*WHAT THE EXERCISE ASKS*. Once every line below with "recorded" has been counted, state the total and nothing else.

○ ○ ○ ○

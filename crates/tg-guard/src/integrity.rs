// integrity.rs — ConfigIntegrityVerifier: detect tampering with the policy file.
//
// The verifier keeps a SHA-256 of the canonicalized policy document in a
// checksum file next to it (`policy.sha256`). On each verification:
//
//   no checksum yet      → trust on first use (only if the document is valid)
//   hash matches         → verified
//   hash differs, document valid, policy mtime newer than checksum mtime
//                        → legitimate edit: refresh the checksum, hand back
//                          the reloaded policy
//   anything else        → tampered: overwrite the policy with the built-in
//                          default and rewrite the checksum
//
// "Canonicalized" means parsed and re-serialized with sorted keys, so
// reformatting a file does not look like an edit. Unparsable files are
// hashed as raw bytes.
//
// The hot path must not touch the disk. `check()` does nothing until the
// debounce interval has passed; after that it stats the file and only reads
// and hashes it when the mtime or size changed.

use std::fs;
use std::path::{Path, PathBuf};
use std::time::{Duration, Instant, SystemTime};

use parking_lot::Mutex;
use serde_json::Value;

use tg_audit::hasher;
use tg_policy::{validate_document, Policy, PolicyStore, ValidationReport};

use crate::error::GuardError;

/// Result of one verification.
#[derive(Debug, Clone, PartialEq)]
pub enum IntegrityOutcome {
    /// Debounced, or the file is unchanged since the last full check.
    Unchanged,
    /// File hashed and matched the stored checksum.
    Verified,
    /// No checksum existed; the current (valid) document was trusted.
    FirstRun,
    /// The file was legitimately edited; the new policy is attached.
    Updated {
        policy: Policy,
        report: ValidationReport,
    },
    /// The file was missing, invalid, or changed out of band. The default
    /// policy has been written back and is attached.
    Tampered { reason: String, restored: Policy },
}

#[derive(Debug, Clone, Copy, PartialEq, Eq)]
struct FileStamp {
    modified: SystemTime,
    len: u64,
}

struct VerifierState {
    last_check: Option<Instant>,
    last_stamp: Option<FileStamp>,
}

/// Verifies the policy file against its checksum.
pub struct ConfigIntegrityVerifier {
    store: PolicyStore,
    checksum_path: PathBuf,
    debounce: Duration,
    state: Mutex<VerifierState>,
}

impl ConfigIntegrityVerifier {
    pub fn new(store: PolicyStore, checksum_path: impl AsRef<Path>, debounce: Duration) -> Self {
        Self {
            store,
            checksum_path: checksum_path.as_ref().to_path_buf(),
            debounce,
            state: Mutex::new(VerifierState {
                last_check: None,
                last_stamp: None,
            }),
        }
    }

    pub fn checksum_path(&self) -> &Path {
        &self.checksum_path
    }

    pub fn policy_path(&self) -> &Path {
        self.store.path()
    }

    /// Debounced verification for the evaluation hot path.
    pub fn check(&self) -> Result<IntegrityOutcome, GuardError> {
        let mut state = self.state.lock();
        if let Some(last) = state.last_check {
            if last.elapsed() < self.debounce {
                return Ok(IntegrityOutcome::Unchanged);
            }
        }
        state.last_check = Some(Instant::now());

        let current = stamp(self.store.path());
        if current.is_some() && current == state.last_stamp {
            return Ok(IntegrityOutcome::Unchanged);
        }
        self.verify_locked(&mut state)
    }

    /// Full verification, ignoring the debounce.
    pub fn verify_now(&self) -> Result<IntegrityOutcome, GuardError> {
        let mut state = self.state.lock();
        self.verify_locked(&mut state)
    }

    /// Record the current file as trusted (after a legitimate save).
    pub fn refresh(&self) -> Result<String, GuardError> {
        let mut state = self.state.lock();
        self.refresh_locked(&mut state)
    }

    fn verify_locked(&self, state: &mut VerifierState) -> Result<IntegrityOutcome, GuardError> {
        let outcome = self.compare(state)?;
        state.last_stamp = stamp(self.store.path());
        Ok(outcome)
    }

    fn compare(&self, state: &mut VerifierState) -> Result<IntegrityOutcome, GuardError> {
        let policy_path = self.store.path();
        if !policy_path.exists() {
            return self.restore_default(
                state,
                format!("policy file {} is missing", policy_path.display()),
            );
        }

        let bytes = fs::read(policy_path).map_err(|source| GuardError::IoError {
            path: policy_path.to_path_buf(),
            source,
        })?;
        let parsed: Option<Value> = serde_json::from_slice(&bytes).ok();
        let current = canonical_hash(&bytes, parsed.as_ref());
        let report = match &parsed {
            Some(value) => validate_document(value),
            None => ValidationReport {
                is_valid: false,
                errors: vec!["policy file is not valid JSON".to_string()],
                warnings: Vec::new(),
            },
        };

        let Some(stored) = self.read_checksum()? else {
            if report.is_valid {
                self.write_checksum(&current)?;
                tracing::info!(path = %policy_path.display(), "policy checksum recorded (first run)");
                return Ok(IntegrityOutcome::FirstRun);
            }
            return self.restore_default(
                state,
                format!(
                    "policy file is invalid and has no recorded checksum: {}",
                    report.errors.join("; ")
                ),
            );
        };

        if stored == current {
            return Ok(IntegrityOutcome::Verified);
        }

        if report.is_valid && self.policy_newer_than_checksum()? {
            if let Some(value) = parsed.as_ref() {
                let (policy, report) = Policy::from_value(value)?;
                self.write_checksum(&current)?;
                tracing::info!(path = %policy_path.display(), "policy file updated, checksum refreshed");
                return Ok(IntegrityOutcome::Updated { policy, report });
            }
        }

        let reason = if report.is_valid {
            "policy checksum mismatch without a newer modification time".to_string()
        } else {
            format!(
                "policy checksum mismatch and document is invalid: {}",
                report.errors.join("; ")
            )
        };
        self.restore_default(state, reason)
    }

    fn refresh_locked(&self, state: &mut VerifierState) -> Result<String, GuardError> {
        let bytes = fs::read(self.store.path()).map_err(|source| GuardError::IoError {
            path: self.store.path().to_path_buf(),
            source,
        })?;
        let parsed: Option<Value> = serde_json::from_slice(&bytes).ok();
        let hash = canonical_hash(&bytes, parsed.as_ref());
        self.write_checksum(&hash)?;
        state.last_stamp = stamp(self.store.path());
        Ok(hash)
    }

    /// The stored checksum, if any.
    pub fn read_checksum(&self) -> Result<Option<String>, GuardError> {
        if !self.checksum_path.exists() {
            return Ok(None);
        }
        let text = fs::read_to_string(&self.checksum_path).map_err(|source| GuardError::IoError {
            path: self.checksum_path.clone(),
            source,
        })?;
        let text = text.trim();
        // A mangled checksum file is treated like a mismatch, not as absent.
        if !hasher::is_hex_digest(text) {
            tracing::warn!(path = %self.checksum_path.display(), "checksum file is not a SHA-256 digest");
        }
        Ok(Some(text.to_string()))
    }

    fn write_checksum(&self, hash: &str) -> Result<(), GuardError> {
        if let Some(parent) = self.checksum_path.parent() {
            fs::create_dir_all(parent).map_err(|source| GuardError::IoError {
                path: parent.to_path_buf(),
                source,
            })?;
        }
        fs::write(&self.checksum_path, format!("{}\n", hash)).map_err(|source| {
            GuardError::IoError {
                path: self.checksum_path.clone(),
                source,
            }
        })
    }

    fn policy_newer_than_checksum(&self) -> Result<bool, GuardError> {
        let modified = |path: &Path| -> Result<SystemTime, GuardError> {
            fs::metadata(path)
                .and_then(|m| m.modified())
                .map_err(|source| GuardError::IoError {
                    path: path.to_path_buf(),
                    source,
                })
        };
        Ok(modified(self.store.path())? > modified(&self.checksum_path)?)
    }

    fn restore_default(
        &self,
        state: &mut VerifierState,
        reason: String,
    ) -> Result<IntegrityOutcome, GuardError> {
        tracing::error!(
            path = %self.store.path().display(),
            reason = %reason,
            "policy integrity failure, restoring default policy"
        );
        let restored = self.store.save(&Policy::default())?;
        self.refresh_locked(state)?;
        Ok(IntegrityOutcome::Tampered { reason, restored })
    }
}

/// SHA-256 of the sorted-key JSON form, or of the raw bytes if unparsable.
pub fn canonical_hash(bytes: &[u8], parsed: Option<&Value>) -> String {
    // serde_json's default Map is a BTreeMap, so to_string sorts keys.
    match parsed.and_then(|v| serde_json::to_string(v).ok()) {
        Some(canonical) => hasher::hash_str(&canonical),
        None => hasher::hash_bytes(bytes),
    }
}

fn stamp(path: &Path) -> Option<FileStamp> {
    let meta = fs::metadata(path).ok()?;
    Some(FileStamp {
        modified: meta.modified().ok()?,
        len: meta.len(),
    })
}

#[cfg(test)]
mod tests {
    use super::*;
    use std::fs::File;
    use tempfile::tempdir;

    fn setup(dir: &Path, debounce: Duration) -> ConfigIntegrityVerifier {
        let store = PolicyStore::new(dir.join("policy.json"));
        store.save(&Policy::default()).unwrap();
        ConfigIntegrityVerifier::new(store, dir.join("policy.sha256"), debounce)
    }

    fn backdate(path: &Path, secs: u64) {
        let file = File::options().write(true).open(path).unwrap();
        file.set_modified(SystemTime::now() - Duration::from_secs(secs))
            .unwrap();
    }

    #[test]
    fn first_run_trusts_valid_file() {
        let dir = tempdir().unwrap();
        let v = setup(dir.path(), Duration::ZERO);
        assert_eq!(v.verify_now().unwrap(), IntegrityOutcome::FirstRun);
        assert!(tg_audit::hasher::is_hex_digest(
            &v.read_checksum().unwrap().unwrap()
        ));
        assert_eq!(v.verify_now().unwrap(), IntegrityOutcome::Verified);
    }

    #[test]
    fn reformatting_is_not_an_edit() {
        let dir = tempdir().unwrap();
        let v = setup(dir.path(), Duration::ZERO);
        v.verify_now().unwrap();

        let path = dir.path().join("policy.json");
        let value: Value = serde_json::from_str(&fs::read_to_string(&path).unwrap()).unwrap();
        fs::write(&path, serde_json::to_string(&value).unwrap()).unwrap();
        assert_eq!(v.verify_now().unwrap(), IntegrityOutcome::Verified);
    }

    #[test]
    fn newer_valid_edit_is_an_update() {
        let dir = tempdir().unwrap();
        let v = setup(dir.path(), Duration::ZERO);
        v.verify_now().unwrap();
        backdate(v.checksum_path(), 60);

        let path = dir.path().join("policy.json");
        let mut value: Value = serde_json::from_str(&fs::read_to_string(&path).unwrap()).unwrap();
        value["security"]["maxAutoApprovalPerHour"] = 7.into();
        fs::write(&path, serde_json::to_string_pretty(&value).unwrap()).unwrap();

        match v.verify_now().unwrap() {
            IntegrityOutcome::Updated { policy, .. } => {
                assert_eq!(policy.security.max_auto_approval_per_hour, 7)
            }
            other => panic!("expected Updated, got {:?}", other),
        }
        assert_eq!(v.verify_now().unwrap(), IntegrityOutcome::Verified);
    }

    #[test]
    fn edit_older_than_checksum_is_tamper() {
        let dir = tempdir().unwrap();
        let v = setup(dir.path(), Duration::ZERO);
        v.verify_now().unwrap();

        let path = dir.path().join("policy.json");
        let mut value: Value = serde_json::from_str(&fs::read_to_string(&path).unwrap()).unwrap();
        value["security"]["maxAutoApprovalPerHour"] = 99999.into();
        fs::write(&path, serde_json::to_string_pretty(&value).unwrap()).unwrap();
        backdate(&path, 3600);

        match v.verify_now().unwrap() {
            IntegrityOutcome::Tampered { restored, .. } => assert_eq!(
                restored.security.max_auto_approval_per_hour,
                Policy::default().security.max_auto_approval_per_hour
            ),
            other => panic!("expected Tampered, got {:?}", other),
        }
    }

    #[test]
    fn invalid_document_is_restored_and_passes_validation() {
        let dir = tempdir().unwrap();
        let v = setup(dir.path(), Duration::ZERO);
        v.verify_now().unwrap();
        backdate(v.checksum_path(), 60);

        let path = dir.path().join("policy.json");
        fs::write(&path, r#"{"version": "", "security": {"maxAutoApprovalPerHour": "lots"}}"#)
            .unwrap();

        match v.verify_now().unwrap() {
            IntegrityOutcome::Tampered { reason, .. } => assert!(reason.contains("invalid")),
            other => panic!("expected Tampered, got {:?}", other),
        }
        let restored: Value = serde_json::from_str(&fs::read_to_string(&path).unwrap()).unwrap();
        assert!(validate_document(&restored).is_valid);
        assert_eq!(v.verify_now().unwrap(), IntegrityOutcome::Verified);
    }

    #[test]
    fn missing_file_is_restored() {
        let dir = tempdir().unwrap();
        let v = setup(dir.path(), Duration::ZERO);
        v.verify_now().unwrap();
        fs::remove_file(dir.path().join("policy.json")).unwrap();

        assert!(matches!(
            v.verify_now().unwrap(),
            IntegrityOutcome::Tampered { .. }
        ));
        assert!(dir.path().join("policy.json").exists());
    }

    #[test]
    fn invalid_file_without_checksum_is_not_trusted() {
        let dir = tempdir().unwrap();
        let path = dir.path().join("policy.json");
        fs::write(&path, "not json at all").unwrap();
        let v = ConfigIntegrityVerifier::new(
            PolicyStore::new(&path),
            dir.path().join("policy.sha256"),
            Duration::ZERO,
        );
        assert!(matches!(
            v.verify_now().unwrap(),
            IntegrityOutcome::Tampered { .. }
        ));
    }

    #[test]
    fn check_is_debounced() {
        let dir = tempdir().unwrap();
        let v = setup(dir.path(), Duration::from_secs(3600));
        assert_eq!(v.check().unwrap(), IntegrityOutcome::FirstRun);

        // Within the interval nothing is read, even if the file is garbage now.
        fs::write(dir.path().join("policy.json"), "garbage").unwrap();
        assert_eq!(v.check().unwrap(), IntegrityOutcome::Unchanged);
        // A forced check still sees it.
        assert!(matches!(
            v.verify_now().unwrap(),
            IntegrityOutcome::Tampered { .. }
        ));
    }

    #[test]
    fn check_skips_hash_when_stat_unchanged() {
        let dir = tempdir().unwrap();
        let v = setup(dir.path(), Duration::ZERO);
        assert_eq!(v.check().unwrap(), IntegrityOutcome::FirstRun);
        assert_eq!(v.check().unwrap(), IntegrityOutcome::Unchanged);
    }
}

○ ○ ○ ○

*RESPONSE BOX*. 2